The Commission concluded with a 41-volume report in 1911 which outlined the current status of immigration, laying out the differences in occupation, crime, and many other things between races of immigrants. This study ultimately labeled some races of immigrants as more desirable than others, and ultimately called for a quota system which would restrict different immigrants based on their desirability. Although the commission's proposed bill was vetoed by President Taft in 1911, the research of the commission was instrumental in the passage of many immigration restrictions in the years to come, including the Johnson–Reed Act of 1924. Scholar Mae Ngai notes the racial aspects of this legislation, as she says the language of eugenics dominated the political discourse on immigration during this period. The Commission divided the immigrants they studied by ethnicity and race, thus showing how they fed into the language of eugenics and the ideology of the National Origins Act of 1924. All of this work by the Commission set the precedent of restricting immigration into the United States as a necessary duty of the federal government.
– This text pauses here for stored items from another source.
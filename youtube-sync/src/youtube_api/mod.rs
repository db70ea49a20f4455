//! Remote lookups against the YouTube Data API v3.
//!
//! The sync engine only ever talks to YouTube through the [`YouTubeApi`] trait, which
//! returns the flattened records defined here. [`client::YouTubeClient`] is the HTTP
//! implementation; the wire formats it parses live in the per-endpoint modules.

use crate::records::Thumbnails;
use jiff::Timestamp;
use std::collections::VecDeque;
use std::future::Future;
use tokio_stream::Stream;

pub mod channels;
pub mod client;
pub mod playlist_items;
pub mod playlists;
pub mod subscriptions;
pub mod types;
pub mod videos;

/// The YouTube API accepts at most this many comma-separated ids per list request.
pub const MAX_IDS_PER_REQUEST: usize = 50;

/// The channel owned by the authenticated user, along with its special playlists.
#[derive(Debug, Clone, PartialEq, Eq)]
pub struct AccountInfo {
    /// The ID of the channel owned by the account.
    pub id: String,
    pub title: String,
    pub watch_history_playlist_id: Option<String>,
    pub watch_later_playlist_id: Option<String>,
}

/// Basic details about a channel, including where its uploads are listed.
#[derive(Debug, Clone, PartialEq, Eq)]
pub struct ChannelInfo {
    pub id: String,
    pub title: String,
    pub thumbnails: Thumbnails,
    pub uploads_playlist_id: String,
}

/// Playlist metadata as reported by `playlists.list`.
#[derive(Debug, Clone, PartialEq, Eq)]
pub struct PlaylistInfo {
    pub id: String,
    /// The channel that owns the playlist.
    pub channel_id: String,
    pub title: String,
    pub description: String,
    pub video_count: u64,
    pub thumbnails: Thumbnails,
}

/// A channel the account has subscribed to.
#[derive(Debug, Clone, PartialEq, Eq)]
pub struct SubscribedChannel {
    pub id: String,
    pub title: String,
    pub thumbnails: Thumbnails,
}

/// Maps a channel to the ID of its uploads playlist.
#[derive(Debug, Clone, PartialEq, Eq)]
pub struct UploadsPlaylistId {
    pub channel_id: String,
    pub uploads_playlist_id: String,
}

/// One entry of a playlist, describing the video it refers to.
#[derive(Debug, Clone, PartialEq, Eq)]
pub struct PlaylistVideo {
    pub id: String,
    pub title: String,
    pub description: String,
    pub published_at: Timestamp,
    pub thumbnails: Thumbnails,
    /// The channel that uploaded the video (not necessarily the playlist owner).
    pub channel_id: String,
}

/// The frequently changing parts of a video.
#[derive(Debug, Clone, PartialEq, Eq)]
pub struct VideoMetadata {
    pub id: String,
    pub view_count: i64,
    /// Length of the video in seconds.
    pub duration: i64,
}

/// Asynchronous lookups the sync engine needs from YouTube.
///
/// Batched lookups accept any number of ids; implementations are responsible for splitting
/// them into requests of at most [`MAX_IDS_PER_REQUEST`]. Ids that YouTube does not know
/// about are simply missing from the result.
pub trait YouTubeApi {
    /// Looks up the channel of the authenticated account.
    fn get_account_info(&self) -> impl Future<Output = eyre::Result<AccountInfo>> + Send;

    fn get_channel_info(
        &self,
        channel_id: &str,
    ) -> impl Future<Output = eyre::Result<ChannelInfo>> + Send;

    fn get_playlist_info(
        &self,
        playlist_id: &str,
    ) -> impl Future<Output = eyre::Result<PlaylistInfo>> + Send;

    fn get_playlists(
        &self,
        playlist_ids: &[String],
    ) -> impl Future<Output = eyre::Result<Vec<PlaylistInfo>>> + Send;

    /// Lists every channel that `channel_id` is subscribed to, across all result pages.
    fn get_subscribed_channels(
        &self,
        channel_id: &str,
    ) -> impl Future<Output = eyre::Result<Vec<SubscribedChannel>>> + Send;

    fn get_uploads_playlist_ids(
        &self,
        channel_ids: &[String],
    ) -> impl Future<Output = eyre::Result<Vec<UploadsPlaylistId>>> + Send;

    /// Returns the entries of a playlist one page at a time.
    ///
    /// The stream must be lazy: a page is only requested once the consumer polls for it, so
    /// that dropping the stream ends pagination early.
    fn playlist_video_pages<'a>(
        &'a self,
        playlist_id: &'a str,
    ) -> impl Stream<Item = eyre::Result<VecDeque<PlaylistVideo>>> + Send + 'a;

    fn get_videos_metadata(
        &self,
        video_ids: &[String],
    ) -> impl Future<Output = eyre::Result<Vec<VideoMetadata>>> + Send;
}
=== Scout Oath and Scout Law ===
A committee under Jenks with other prominent educators drew up the Scout Oath and Scout Law for the Boy Scouts of America. The principal differences from the originals suggested by Robert Baden-Powell, the founder of Scouting, were the addition to the Scout Oath of the sentence "to keep myself physically strong, mentally awake and morally straight" and of three additional points to the Scout Law – "A Scout is brave", "A Scout is clean", and "A Scout is reverent".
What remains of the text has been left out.